1981 to 1983: Studebaker-Packard Motor Car Corporation — In a 1981 issue of Automotive News appeared a letter to the editor announcing a new company titled Studebaker-Packard Motor Car Corporation “…alive and well and currently doing business in Mount Clemens, Michigan.” Daniel R. Morton, the general manager of the new S-P, wrote that “…our main business plan is to design, make and sell automotive parts for the antique cars and trucks in fiberglass and [sill] patch panels. Our interest is in preserving antique cars and trucks. We are currently developing a number of products for various cars and trucks from the early 1930s right on through to the late 1970s.”
We do not know if the new S-P ever fulfilled its business plan or not. The words “Studebaker-Packard Motor Cars Corporation” was registered with the U.S. Patent and Trademark Office on September 29, 1981, but it was abandoned on February 18, 1983.
1985 to 1986: Emmet Grandone’s Designs — A highlight of Alan Adams’ editorship of the Cormorant News Bulletin during the mid-1980s were the renderings of Emmet Grandone. His “design exercises” were first featured in the September 1985 CNB, with “Back to the Future — The Patrician from 1959 to 1992,” six drawings depicting a “what-if” history of Packard’s top-of-the-line four-door. Tracing “the possible development of the Packard Patrician for more than three decades after the last Packard was actually built,” Grandone postulated the Patrician during the years 1959, 1967, 1973, 1977, 1985 and 1992.

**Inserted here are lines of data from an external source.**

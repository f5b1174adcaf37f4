//! Level definitions - JSON level and solution files
//!
//! A level file describes the puzzle: a title, the node layout, and the
//! streams crossing the machine boundary. A solution file is a JSON array
//! of twelve node programs. A [`LevelStore`] pairs the two directories the
//! way the service lays them out on disk:
//!
//! ```text
//! levels/<name>.json     level definition
//! code/<name>.json       reference solution
//! ```

use std::fs;
use std::path::{Path, PathBuf};

use anyhow::{Context, Result};
use serde::{Deserialize, Serialize};

use crate::emu::{NodeCode, Stream};

/// Whether a grid cell accepts a program
#[derive(Debug, Clone, Copy, PartialEq, Eq, Serialize, Deserialize)]
#[serde(rename_all = "UPPERCASE")]
pub enum NodeType {
    Compute,
    Damaged,
}

/// One cell of the level layout
#[derive(Debug, Clone, Copy, PartialEq, Eq, Serialize, Deserialize)]
pub struct NodeLayout {
    pub index: u8,
    #[serde(rename = "type")]
    pub node_type: NodeType,
}

/// A complete level definition
#[derive(Debug, Clone, PartialEq, Eq, Serialize, Deserialize)]
pub struct LevelSpec {
    pub title: String,
    #[serde(default)]
    pub description: String,
    pub layout: Vec<NodeLayout>,
    pub streams: Vec<Stream>,
}

/// Load one level definition file
pub fn load_level<P: AsRef<Path>>(path: P) -> Result<LevelSpec> {
    let path = path.as_ref();
    let raw = fs::read_to_string(path)
        .with_context(|| format!("failed to read level {}", path.display()))?;
    serde_json::from_str(&raw).with_context(|| format!("malformed level {}", path.display()))
}

/// Load a twelve-entry solution file
pub fn load_solution<P: AsRef<Path>>(path: P) -> Result<Vec<NodeCode>> {
    let path = path.as_ref();
    let raw = fs::read_to_string(path)
        .with_context(|| format!("failed to read solution {}", path.display()))?;
    serde_json::from_str(&raw).with_context(|| format!("malformed solution {}", path.display()))
}

/// Level names available in a directory: the file stems of its entries
pub fn list_levels<P: AsRef<Path>>(dir: P) -> Result<Vec<String>> {
    let dir = dir.as_ref();
    let entries =
        fs::read_dir(dir).with_context(|| format!("failed to list levels in {}", dir.display()))?;

    let mut levels = Vec::new();
    for entry in entries {
        let entry = entry?;
        if let Some(stem) = entry.path().file_stem() {
            levels.push(stem.to_string_lossy().into_owned());
        }
    }
    levels.sort();
    Ok(levels)
}

/// Paired level and reference-solution directories
#[derive(Debug, Clone)]
pub struct LevelStore {
    level_dir: PathBuf,
    code_dir: PathBuf,
}

impl LevelStore {
    pub fn new<P: Into<PathBuf>, Q: Into<PathBuf>>(level_dir: P, code_dir: Q) -> Self {
        Self {
            level_dir: level_dir.into(),
            code_dir: code_dir.into(),
        }
    }

    /// Available level names
    pub fn levels(&self) -> Result<Vec<String>> {
        list_levels(&self.level_dir)
    }

    /// The level definition for `name`
    pub fn level(&self, name: &str) -> Result<LevelSpec> {
        load_level(self.level_dir.join(name).with_extension("json"))
    }

    /// The reference solution for `name`
    pub fn reference(&self, name: &str) -> Result<Vec<NodeCode>> {
        load_solution(self.code_dir.join(name).with_extension("json"))
    }
}
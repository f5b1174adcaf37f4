//! Error types for gridasm

use thiserror::Error;

use crate::emu::ParseError;

/// Gridasm error type
#[derive(Debug, Error)]
pub enum GridasmError {
    /// A node program failed to parse
    #[error("parse error: {0}")]
    Parse(#[from] ParseError),

    /// The machine hit an unrecoverable fault mid-run
    #[error("runtime error: {0}")]
    Runtime(String),

    /// Streams or node programs do not fit the machine
    #[error("shape error: {0}")]
    Shape(String),

    /// IO error
    #[error("IO error: {0}")]
    Io(#[from] std::io::Error),

    /// JSON encode/decode error
    #[error("JSON error: {0}")]
    Json(#[from] serde_json::Error),
}

pub type Result<T> = std::result::Result<T, GridasmError>;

Changing with the times, the 1959 model, above, featured ample fins and chrome. The 1967 had hidden headlights while the 1973 introduced a 5 mph bumper. The 1977 showed the effect of downsizing with the elimination of hidden headlights and pillarless windows. The 1985 featured a second downsizing and an “aero-look.” Finally, the future-1992 displayed semi-enclosed front wheels and boasted “the lowest [drag coefficent] in the industry.”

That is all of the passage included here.